I Took it Home

Early in my policing career, which has seen most of it within a response/operational environment, I saw my first dead body. I took that incident home. I wasn’t aware I had, but my family were concerned at the fact that I was washing my hands constantly. They were shocked at my sudden tendency towards additional personal hygiene as I subconsciously tried to wash away what I had perhaps wished I had never had to touch.

Later still in my service I was involved in follow-up enquires after a serious road traffic collision when I saw things you don’t expect to see inside a car which had until recently been on a road. When you look and learn from those senior colleagues around you who had become hardened to it – so as to be almost blind to the horrors – but who never fail to feel the effects just the same. They take those home too.
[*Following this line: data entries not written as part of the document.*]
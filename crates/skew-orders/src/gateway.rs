//! Exchange gateway trait.
//!
//! Abstracts the exchange connectivity layer so the engine can be driven by:
//! - A live exchange adapter
//! - `SimulatedGateway` for paper runs and tests
//!
//! Methods return boxed futures so the trait stays dyn-compatible.
//! Streaming methods (`watch_*`) resolve with one update per call and are
//! re-invoked in a loop by the owning task.

use std::pin::Pin;
use std::sync::Arc;

use skew_core::{
    Balance, BookTop, Candle, InstrumentSpec, Order, OrderId, OrderRequest, Position, Ticker,
};

use crate::error::GatewayResult;

/// Boxed future for dyn-compatible async trait methods.
pub type BoxFuture<'a, T> = Pin<Box<dyn std::future::Future<Output = T> + Send + 'a>>;

/// Capability set the engine consumes from an exchange.
pub trait ExchangeGateway: Send + Sync {
    /// Trading rules (tick size, minimum amount) for `symbol`.
    fn load_instrument<'a>(
        &'a self,
        symbol: &'a str,
    ) -> BoxFuture<'a, GatewayResult<InstrumentSpec>>;

    fn fetch_balance<'a>(&'a self, coin: &'a str) -> BoxFuture<'a, GatewayResult<Balance>>;

    fn fetch_positions<'a>(
        &'a self,
        symbol: &'a str,
    ) -> BoxFuture<'a, GatewayResult<Vec<Position>>>;

    fn fetch_open_orders<'a>(&'a self, symbol: &'a str) -> BoxFuture<'a, GatewayResult<Vec<Order>>>;

    /// Details of a single order, open or not.
    fn fetch_order<'a>(
        &'a self,
        id: &'a OrderId,
        symbol: &'a str,
    ) -> BoxFuture<'a, GatewayResult<Order>>;

    fn fetch_ticker<'a>(&'a self, symbol: &'a str) -> BoxFuture<'a, GatewayResult<Ticker>>;

    fn fetch_ohlcv<'a>(
        &'a self,
        symbol: &'a str,
        timeframe: &'a str,
        limit: usize,
    ) -> BoxFuture<'a, GatewayResult<Vec<Candle>>>;

    fn watch_order_book<'a>(&'a self, symbol: &'a str) -> BoxFuture<'a, GatewayResult<BookTop>>;

    fn watch_balance<'a>(&'a self, coin: &'a str) -> BoxFuture<'a, GatewayResult<Balance>>;

    fn watch_positions<'a>(
        &'a self,
        symbol: &'a str,
    ) -> BoxFuture<'a, GatewayResult<Vec<Position>>>;

    /// Next batch of order events for `symbol`.
    fn watch_orders<'a>(&'a self, symbol: &'a str) -> BoxFuture<'a, GatewayResult<Vec<Order>>>;

    fn watch_ohlcv<'a>(
        &'a self,
        symbol: &'a str,
        timeframe: &'a str,
    ) -> BoxFuture<'a, GatewayResult<Vec<Candle>>>;

    /// Submit a limit order.
    fn create_order(&self, request: OrderRequest) -> BoxFuture<'_, GatewayResult<Order>>;

    fn cancel_order<'a>(
        &'a self,
        id: &'a OrderId,
        symbol: &'a str,
    ) -> BoxFuture<'a, GatewayResult<()>>;

    fn cancel_all_orders<'a>(&'a self, symbol: &'a str) -> BoxFuture<'a, GatewayResult<()>>;

    /// Switch the account to hedge (dual-side) position mode.
    fn set_hedge_mode<'a>(&'a self, symbol: &'a str) -> BoxFuture<'a, GatewayResult<()>>;

    fn set_leverage<'a>(
        &'a self,
        symbol: &'a str,
        leverage: u32,
    ) -> BoxFuture<'a, GatewayResult<()>>;
}

/// Arc wrapper for gateway trait objects.
pub type DynGateway = Arc<dyn ExchangeGateway>;
//! Prometheus metrics and structured logging for the skew engine.
//!
//! - Structured logging with tracing (JSON in production, pretty otherwise)
//! - Prometheus counters and gauges for reconciliation, fills and recovery
//! - `PrometheusSink`, the `MetricsSink` the bot hands to each engine

pub mod error;
pub mod logging;
pub mod metrics;

pub use error::{TelemetryError, TelemetryResult};
pub use logging::init_logging;
pub use metrics::{Metrics, PrometheusSink};
//! Quote error types.

use thiserror::Error;

#[derive(Debug, Error, PartialEq, Eq)]
pub enum QuoteError {
    #[error("Invalid quote configuration: {0}")]
    InvalidConfig(String),

    #[error("Invalid volatility configuration: {0}")]
    InvalidVolatilityConfig(String),
}

pub type QuoteResult<T> = Result<T, QuoteError>;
Worse was to come when I was one of the first responders at a fatal road traffic accident and a doctor stopped my efforts at life support as, with their enhanced skills and equipment, they saw it as hopeless. Boy, do you take that home.

You attend the report of a house on fire with persons reported and you arrive there some minutes before your fire service colleagues and as you battle the smoke you hear noises that linger long after the smell of the smoke has been washed from your uniform. You take those noises home too.

Then you are called in to investigate the utterly tragic circumstances around a sudden infant death and as part of those enquiries you see things that you simply wish you hadn’t had to see.

One of the first responders at a mercifully rare, but nevertheless mass-fatality type incident, you see things there that you simply not only take home, but that you simply never ‘un-see’ if such a word exists.

Now I am just an ordinary officer with some tales of approaching nearly thirty years in policing. I am not unique, I have done nothing that countless others will have done far more of before me, that others will do today and that indeed many others will do tomorrow and the day after as they build their own experiences of policing and keeping people safe.

These officers will take it all home.

Home is where the support starts perhaps, because none of us have done this alone. But that said, I am proud to be part of an organisation now that is unafraid to talk about what they have had to take home. Further, that in taking it home, they bravely bring it back to work the following day and share their experiences with perhaps colleagues or maybe even a counsellor – not only to reduce the impact of what they had seen, heard or felt – but to demonstrate to others that its absolutely the right thing to do.

I am indebted to one-line manager who directed me to a counsellor after one such incident. That brief engagement was thankfully all I needed. I recognise and am humbled by many that needed so much more.

I am proud that so many are now more comfortable in speaking about incidents they have taken home. It reduces any stigma at all in the act of talking about them, it reduces the silence and establishes once and for all that it is okay to talk – and to accept that in such talking about whatever it is/was that you took home, that there are avenues and support structures now to help you deal with that which you wish you hadn’t.